(Stored data)

------------------------------------------------------------

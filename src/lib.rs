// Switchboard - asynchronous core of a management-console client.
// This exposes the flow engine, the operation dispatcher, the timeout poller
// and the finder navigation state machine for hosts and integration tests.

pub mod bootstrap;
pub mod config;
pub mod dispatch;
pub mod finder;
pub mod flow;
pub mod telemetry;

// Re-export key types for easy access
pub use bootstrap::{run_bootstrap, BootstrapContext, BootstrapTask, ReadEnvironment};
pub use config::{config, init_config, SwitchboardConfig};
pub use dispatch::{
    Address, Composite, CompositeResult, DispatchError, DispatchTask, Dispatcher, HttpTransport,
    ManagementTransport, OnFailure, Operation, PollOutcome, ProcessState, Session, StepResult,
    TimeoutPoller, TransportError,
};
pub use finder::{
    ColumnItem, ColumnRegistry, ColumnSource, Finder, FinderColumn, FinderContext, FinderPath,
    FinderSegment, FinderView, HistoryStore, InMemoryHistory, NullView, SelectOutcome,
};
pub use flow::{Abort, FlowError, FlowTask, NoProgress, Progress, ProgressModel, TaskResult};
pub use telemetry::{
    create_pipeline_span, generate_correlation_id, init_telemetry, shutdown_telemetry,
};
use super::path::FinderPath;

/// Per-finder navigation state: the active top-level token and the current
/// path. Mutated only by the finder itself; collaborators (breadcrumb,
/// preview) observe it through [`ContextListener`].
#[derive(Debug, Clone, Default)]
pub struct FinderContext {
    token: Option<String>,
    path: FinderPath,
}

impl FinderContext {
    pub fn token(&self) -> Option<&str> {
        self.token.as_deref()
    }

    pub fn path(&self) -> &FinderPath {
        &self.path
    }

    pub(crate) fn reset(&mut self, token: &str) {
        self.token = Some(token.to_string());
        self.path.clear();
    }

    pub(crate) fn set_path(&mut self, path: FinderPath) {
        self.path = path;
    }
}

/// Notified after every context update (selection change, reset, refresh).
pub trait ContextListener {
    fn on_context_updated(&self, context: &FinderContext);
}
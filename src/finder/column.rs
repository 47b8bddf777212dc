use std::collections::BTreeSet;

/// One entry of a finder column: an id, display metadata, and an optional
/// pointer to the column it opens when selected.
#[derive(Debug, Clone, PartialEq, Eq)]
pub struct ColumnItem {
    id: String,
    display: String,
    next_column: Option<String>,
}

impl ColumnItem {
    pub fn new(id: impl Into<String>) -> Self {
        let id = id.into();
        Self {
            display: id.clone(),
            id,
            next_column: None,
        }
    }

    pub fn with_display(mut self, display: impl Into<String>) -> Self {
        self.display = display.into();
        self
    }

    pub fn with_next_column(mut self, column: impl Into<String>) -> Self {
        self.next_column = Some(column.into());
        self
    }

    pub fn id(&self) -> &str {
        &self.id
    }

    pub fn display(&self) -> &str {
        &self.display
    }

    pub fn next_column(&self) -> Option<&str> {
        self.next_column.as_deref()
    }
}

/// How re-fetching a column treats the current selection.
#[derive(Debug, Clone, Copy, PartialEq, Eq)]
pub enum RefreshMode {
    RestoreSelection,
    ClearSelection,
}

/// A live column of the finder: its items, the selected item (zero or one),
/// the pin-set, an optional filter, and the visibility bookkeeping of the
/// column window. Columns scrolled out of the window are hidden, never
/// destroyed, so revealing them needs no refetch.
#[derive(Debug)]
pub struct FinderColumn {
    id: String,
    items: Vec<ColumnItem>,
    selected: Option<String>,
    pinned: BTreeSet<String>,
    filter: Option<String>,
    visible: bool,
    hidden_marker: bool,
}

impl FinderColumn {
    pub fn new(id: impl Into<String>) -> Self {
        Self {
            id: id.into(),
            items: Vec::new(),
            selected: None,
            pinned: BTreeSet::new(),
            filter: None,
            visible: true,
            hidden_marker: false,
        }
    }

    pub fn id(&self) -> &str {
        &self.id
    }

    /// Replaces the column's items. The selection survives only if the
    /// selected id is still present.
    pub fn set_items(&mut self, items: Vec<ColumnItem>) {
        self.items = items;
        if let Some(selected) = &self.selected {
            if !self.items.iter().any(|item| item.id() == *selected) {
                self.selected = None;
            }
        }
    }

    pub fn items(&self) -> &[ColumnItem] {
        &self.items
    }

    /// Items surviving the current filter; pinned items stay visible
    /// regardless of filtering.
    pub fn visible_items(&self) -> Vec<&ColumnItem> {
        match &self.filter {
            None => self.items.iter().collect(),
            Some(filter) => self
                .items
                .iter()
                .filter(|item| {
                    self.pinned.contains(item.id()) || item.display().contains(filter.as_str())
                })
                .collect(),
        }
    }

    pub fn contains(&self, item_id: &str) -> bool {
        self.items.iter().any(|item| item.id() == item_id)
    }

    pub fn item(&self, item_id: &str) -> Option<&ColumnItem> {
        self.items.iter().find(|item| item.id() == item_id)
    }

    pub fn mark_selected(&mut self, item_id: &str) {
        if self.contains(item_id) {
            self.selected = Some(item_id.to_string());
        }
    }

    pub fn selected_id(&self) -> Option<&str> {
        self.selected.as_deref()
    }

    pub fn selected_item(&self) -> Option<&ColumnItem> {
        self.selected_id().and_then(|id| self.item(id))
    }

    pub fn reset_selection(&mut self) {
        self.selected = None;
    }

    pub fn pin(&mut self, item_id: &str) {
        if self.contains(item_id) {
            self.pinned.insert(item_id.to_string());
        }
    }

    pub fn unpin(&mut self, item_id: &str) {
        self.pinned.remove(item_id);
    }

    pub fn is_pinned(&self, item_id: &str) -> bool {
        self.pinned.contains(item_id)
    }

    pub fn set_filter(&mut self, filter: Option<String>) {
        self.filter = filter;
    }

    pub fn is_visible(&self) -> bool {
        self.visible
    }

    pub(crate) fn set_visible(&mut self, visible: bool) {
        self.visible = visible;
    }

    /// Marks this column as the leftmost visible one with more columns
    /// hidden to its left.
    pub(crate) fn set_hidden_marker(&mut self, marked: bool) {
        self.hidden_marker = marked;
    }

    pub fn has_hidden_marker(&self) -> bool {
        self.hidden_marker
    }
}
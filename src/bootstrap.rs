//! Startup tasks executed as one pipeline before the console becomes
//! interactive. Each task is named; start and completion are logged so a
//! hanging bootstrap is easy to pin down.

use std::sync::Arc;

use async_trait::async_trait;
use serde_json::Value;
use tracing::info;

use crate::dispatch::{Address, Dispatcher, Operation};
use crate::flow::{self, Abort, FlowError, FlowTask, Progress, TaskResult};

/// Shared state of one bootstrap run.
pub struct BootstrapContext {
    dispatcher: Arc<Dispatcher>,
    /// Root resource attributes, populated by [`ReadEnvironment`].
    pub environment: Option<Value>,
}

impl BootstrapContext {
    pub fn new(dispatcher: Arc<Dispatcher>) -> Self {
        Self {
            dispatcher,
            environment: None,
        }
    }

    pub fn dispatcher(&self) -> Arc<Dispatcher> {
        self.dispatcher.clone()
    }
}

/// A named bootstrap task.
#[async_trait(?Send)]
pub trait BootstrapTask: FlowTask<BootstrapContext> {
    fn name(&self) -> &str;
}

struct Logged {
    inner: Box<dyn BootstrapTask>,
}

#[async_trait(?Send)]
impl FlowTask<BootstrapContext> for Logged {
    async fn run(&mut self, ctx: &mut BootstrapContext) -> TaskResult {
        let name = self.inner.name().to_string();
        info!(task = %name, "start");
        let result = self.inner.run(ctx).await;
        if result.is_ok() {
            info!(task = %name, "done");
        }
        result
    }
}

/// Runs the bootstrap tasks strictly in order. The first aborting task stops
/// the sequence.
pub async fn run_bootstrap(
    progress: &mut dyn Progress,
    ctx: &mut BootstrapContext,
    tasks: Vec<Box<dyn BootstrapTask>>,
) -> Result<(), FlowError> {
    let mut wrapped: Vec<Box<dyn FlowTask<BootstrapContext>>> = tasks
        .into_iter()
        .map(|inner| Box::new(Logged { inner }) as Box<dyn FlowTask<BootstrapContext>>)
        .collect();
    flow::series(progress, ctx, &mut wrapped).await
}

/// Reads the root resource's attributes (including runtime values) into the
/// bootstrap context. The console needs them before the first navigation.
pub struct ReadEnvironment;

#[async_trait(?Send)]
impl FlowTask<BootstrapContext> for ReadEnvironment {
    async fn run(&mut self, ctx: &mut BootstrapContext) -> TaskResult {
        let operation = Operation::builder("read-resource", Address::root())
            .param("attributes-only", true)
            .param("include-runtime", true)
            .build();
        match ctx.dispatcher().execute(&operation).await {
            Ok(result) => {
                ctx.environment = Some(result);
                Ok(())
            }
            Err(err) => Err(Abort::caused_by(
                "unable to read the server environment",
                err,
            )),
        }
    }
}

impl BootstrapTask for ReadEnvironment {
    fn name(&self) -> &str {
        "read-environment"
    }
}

------------------------------------------------------------

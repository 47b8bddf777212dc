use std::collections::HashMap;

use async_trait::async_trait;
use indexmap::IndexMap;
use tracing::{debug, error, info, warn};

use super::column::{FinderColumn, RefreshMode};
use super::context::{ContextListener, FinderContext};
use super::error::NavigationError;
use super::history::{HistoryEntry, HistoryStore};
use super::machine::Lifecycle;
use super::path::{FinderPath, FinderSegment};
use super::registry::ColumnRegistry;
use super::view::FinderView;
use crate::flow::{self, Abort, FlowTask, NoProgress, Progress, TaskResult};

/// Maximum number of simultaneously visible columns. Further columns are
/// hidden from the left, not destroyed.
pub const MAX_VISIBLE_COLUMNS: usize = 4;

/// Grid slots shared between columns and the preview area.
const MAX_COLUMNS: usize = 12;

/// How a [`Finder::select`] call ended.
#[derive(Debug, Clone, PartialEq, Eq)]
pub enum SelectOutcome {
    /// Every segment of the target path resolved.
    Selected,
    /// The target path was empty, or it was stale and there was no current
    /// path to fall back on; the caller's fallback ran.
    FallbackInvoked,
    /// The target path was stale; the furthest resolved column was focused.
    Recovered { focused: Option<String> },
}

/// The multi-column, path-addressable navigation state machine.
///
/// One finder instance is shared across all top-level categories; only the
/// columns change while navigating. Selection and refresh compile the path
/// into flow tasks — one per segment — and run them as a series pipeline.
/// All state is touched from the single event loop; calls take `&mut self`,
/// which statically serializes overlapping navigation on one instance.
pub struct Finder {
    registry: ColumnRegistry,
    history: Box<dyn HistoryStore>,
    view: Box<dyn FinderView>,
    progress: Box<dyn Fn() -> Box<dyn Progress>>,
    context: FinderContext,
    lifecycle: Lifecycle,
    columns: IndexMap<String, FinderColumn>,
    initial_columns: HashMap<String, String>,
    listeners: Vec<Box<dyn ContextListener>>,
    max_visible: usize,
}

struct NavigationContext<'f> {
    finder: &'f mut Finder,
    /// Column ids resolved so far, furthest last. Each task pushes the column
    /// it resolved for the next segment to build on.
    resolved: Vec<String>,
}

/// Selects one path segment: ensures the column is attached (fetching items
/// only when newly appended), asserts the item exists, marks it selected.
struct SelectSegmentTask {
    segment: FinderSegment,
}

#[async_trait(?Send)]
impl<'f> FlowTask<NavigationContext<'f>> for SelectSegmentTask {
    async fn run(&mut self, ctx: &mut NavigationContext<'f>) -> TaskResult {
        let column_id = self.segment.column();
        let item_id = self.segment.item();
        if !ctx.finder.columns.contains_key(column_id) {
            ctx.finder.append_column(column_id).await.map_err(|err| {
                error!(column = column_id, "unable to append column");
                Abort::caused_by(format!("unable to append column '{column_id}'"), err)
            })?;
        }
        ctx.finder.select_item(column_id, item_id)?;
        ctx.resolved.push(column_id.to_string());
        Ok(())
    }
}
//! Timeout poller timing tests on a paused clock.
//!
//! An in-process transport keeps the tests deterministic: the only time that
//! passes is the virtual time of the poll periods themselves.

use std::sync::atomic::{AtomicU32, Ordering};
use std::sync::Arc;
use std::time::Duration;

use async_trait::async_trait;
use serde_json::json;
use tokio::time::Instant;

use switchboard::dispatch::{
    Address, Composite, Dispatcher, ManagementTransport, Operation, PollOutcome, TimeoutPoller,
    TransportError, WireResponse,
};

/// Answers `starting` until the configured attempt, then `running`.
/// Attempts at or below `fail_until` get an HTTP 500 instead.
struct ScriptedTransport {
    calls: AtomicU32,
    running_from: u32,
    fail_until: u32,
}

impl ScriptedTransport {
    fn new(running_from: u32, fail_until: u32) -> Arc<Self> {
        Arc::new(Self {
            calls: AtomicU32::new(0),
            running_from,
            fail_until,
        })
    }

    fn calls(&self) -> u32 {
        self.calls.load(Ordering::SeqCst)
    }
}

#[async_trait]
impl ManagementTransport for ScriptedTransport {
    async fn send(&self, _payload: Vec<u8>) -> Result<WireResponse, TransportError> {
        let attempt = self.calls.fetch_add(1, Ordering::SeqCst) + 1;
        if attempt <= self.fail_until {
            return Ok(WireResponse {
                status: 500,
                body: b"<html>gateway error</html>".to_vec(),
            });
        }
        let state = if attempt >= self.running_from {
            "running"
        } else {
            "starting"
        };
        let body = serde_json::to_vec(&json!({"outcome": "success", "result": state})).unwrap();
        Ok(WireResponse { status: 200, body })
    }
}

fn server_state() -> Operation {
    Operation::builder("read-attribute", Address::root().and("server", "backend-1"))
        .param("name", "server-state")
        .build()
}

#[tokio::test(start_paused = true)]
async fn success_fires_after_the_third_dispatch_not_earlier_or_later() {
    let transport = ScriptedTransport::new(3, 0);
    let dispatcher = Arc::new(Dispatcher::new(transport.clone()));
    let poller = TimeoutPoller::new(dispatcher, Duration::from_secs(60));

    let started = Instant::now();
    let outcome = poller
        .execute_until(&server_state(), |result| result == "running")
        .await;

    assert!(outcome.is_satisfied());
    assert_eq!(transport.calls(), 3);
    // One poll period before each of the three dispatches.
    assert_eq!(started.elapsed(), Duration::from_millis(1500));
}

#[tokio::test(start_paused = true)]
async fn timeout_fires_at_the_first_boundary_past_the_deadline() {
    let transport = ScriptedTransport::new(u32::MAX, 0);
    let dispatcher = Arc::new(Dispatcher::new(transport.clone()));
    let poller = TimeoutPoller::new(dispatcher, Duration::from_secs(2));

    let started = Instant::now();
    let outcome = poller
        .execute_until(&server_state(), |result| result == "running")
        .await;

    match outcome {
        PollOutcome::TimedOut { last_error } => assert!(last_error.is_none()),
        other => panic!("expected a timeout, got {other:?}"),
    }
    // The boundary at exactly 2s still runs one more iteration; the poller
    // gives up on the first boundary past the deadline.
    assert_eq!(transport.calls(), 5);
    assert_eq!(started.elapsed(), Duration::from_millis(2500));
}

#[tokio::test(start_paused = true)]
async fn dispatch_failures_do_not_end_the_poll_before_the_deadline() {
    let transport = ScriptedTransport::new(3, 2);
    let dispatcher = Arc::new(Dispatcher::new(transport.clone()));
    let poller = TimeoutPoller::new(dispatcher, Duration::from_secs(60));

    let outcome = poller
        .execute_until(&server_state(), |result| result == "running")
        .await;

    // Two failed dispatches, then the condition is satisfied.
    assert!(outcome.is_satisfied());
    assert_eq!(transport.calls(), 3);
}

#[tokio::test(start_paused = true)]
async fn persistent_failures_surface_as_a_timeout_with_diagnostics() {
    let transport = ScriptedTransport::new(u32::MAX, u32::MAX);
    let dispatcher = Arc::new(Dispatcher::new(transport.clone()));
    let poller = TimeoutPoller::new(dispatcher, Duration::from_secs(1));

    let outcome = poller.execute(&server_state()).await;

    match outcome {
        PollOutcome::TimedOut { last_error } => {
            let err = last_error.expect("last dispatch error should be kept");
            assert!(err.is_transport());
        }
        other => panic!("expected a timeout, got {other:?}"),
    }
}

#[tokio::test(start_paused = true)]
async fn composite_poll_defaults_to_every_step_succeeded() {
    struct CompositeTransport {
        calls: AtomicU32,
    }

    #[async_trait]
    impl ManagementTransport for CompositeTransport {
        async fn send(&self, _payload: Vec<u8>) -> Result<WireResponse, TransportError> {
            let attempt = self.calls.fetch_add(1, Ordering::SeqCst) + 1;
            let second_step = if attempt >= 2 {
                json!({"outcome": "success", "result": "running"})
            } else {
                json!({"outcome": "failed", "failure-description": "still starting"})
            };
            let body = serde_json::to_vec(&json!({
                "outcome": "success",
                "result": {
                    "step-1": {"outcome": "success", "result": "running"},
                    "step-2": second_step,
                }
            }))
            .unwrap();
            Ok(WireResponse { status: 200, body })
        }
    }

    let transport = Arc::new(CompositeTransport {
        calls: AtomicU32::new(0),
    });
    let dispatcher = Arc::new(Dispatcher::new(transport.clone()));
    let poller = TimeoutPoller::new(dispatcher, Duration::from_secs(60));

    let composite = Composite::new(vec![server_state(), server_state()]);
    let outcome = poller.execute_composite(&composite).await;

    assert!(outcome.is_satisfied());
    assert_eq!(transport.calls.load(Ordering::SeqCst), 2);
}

------------------------------------------------------------

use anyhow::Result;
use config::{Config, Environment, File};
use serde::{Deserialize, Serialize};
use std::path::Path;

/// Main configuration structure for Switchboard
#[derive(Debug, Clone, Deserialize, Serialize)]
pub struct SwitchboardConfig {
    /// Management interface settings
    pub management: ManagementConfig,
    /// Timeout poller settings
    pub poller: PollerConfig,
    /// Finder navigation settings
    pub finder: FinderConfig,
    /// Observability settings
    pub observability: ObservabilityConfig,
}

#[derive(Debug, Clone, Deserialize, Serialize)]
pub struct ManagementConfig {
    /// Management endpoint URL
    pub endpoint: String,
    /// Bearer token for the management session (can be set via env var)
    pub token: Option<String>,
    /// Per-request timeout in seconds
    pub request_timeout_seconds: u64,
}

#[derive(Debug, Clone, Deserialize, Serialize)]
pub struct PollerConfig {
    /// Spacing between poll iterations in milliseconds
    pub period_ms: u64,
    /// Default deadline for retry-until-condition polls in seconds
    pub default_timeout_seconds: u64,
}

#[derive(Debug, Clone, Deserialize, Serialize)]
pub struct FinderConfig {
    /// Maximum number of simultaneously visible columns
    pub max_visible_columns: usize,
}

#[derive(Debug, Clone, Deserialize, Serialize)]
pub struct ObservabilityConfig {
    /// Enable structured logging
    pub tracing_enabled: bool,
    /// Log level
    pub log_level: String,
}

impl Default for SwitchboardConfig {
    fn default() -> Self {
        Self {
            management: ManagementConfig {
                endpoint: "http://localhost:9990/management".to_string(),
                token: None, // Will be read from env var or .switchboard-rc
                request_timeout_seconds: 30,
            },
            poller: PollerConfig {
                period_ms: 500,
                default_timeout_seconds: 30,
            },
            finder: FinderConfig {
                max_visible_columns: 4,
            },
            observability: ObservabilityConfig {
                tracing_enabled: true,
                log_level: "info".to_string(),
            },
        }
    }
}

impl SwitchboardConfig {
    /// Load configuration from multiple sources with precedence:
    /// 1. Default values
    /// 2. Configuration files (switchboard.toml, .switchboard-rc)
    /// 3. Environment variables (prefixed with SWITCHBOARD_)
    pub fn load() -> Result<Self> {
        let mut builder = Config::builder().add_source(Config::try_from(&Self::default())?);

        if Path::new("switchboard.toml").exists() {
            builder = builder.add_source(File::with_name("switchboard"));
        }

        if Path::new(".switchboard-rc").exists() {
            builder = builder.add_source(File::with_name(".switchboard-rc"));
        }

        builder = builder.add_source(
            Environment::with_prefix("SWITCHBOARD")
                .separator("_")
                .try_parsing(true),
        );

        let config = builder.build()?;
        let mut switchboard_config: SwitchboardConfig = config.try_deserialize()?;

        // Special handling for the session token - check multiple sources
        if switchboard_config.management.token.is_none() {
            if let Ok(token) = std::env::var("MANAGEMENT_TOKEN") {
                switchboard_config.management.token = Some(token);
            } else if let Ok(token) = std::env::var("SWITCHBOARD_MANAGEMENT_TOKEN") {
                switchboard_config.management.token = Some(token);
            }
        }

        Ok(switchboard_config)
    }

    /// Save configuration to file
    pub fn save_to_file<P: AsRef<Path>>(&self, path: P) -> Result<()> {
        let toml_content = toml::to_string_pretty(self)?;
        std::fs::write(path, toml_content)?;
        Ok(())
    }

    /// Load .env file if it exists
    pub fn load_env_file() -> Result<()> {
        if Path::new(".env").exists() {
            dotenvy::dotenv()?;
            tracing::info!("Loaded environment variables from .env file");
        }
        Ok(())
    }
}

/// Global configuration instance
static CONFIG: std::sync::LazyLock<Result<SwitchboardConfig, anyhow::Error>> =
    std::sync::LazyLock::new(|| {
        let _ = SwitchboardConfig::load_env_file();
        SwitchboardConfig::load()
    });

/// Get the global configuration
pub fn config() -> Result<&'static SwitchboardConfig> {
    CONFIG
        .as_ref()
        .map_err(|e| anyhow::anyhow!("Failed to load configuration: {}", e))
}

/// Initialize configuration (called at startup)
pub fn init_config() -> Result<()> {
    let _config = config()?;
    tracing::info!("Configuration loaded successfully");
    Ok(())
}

------------------------------------------------------------

Exercise
Each line above with the string "ObservabilityConfig" should be reported in full.

Task result
    pub observability: ObservabilityConfig,
pub struct ObservabilityConfig {
            observability: ObservabilityConfig {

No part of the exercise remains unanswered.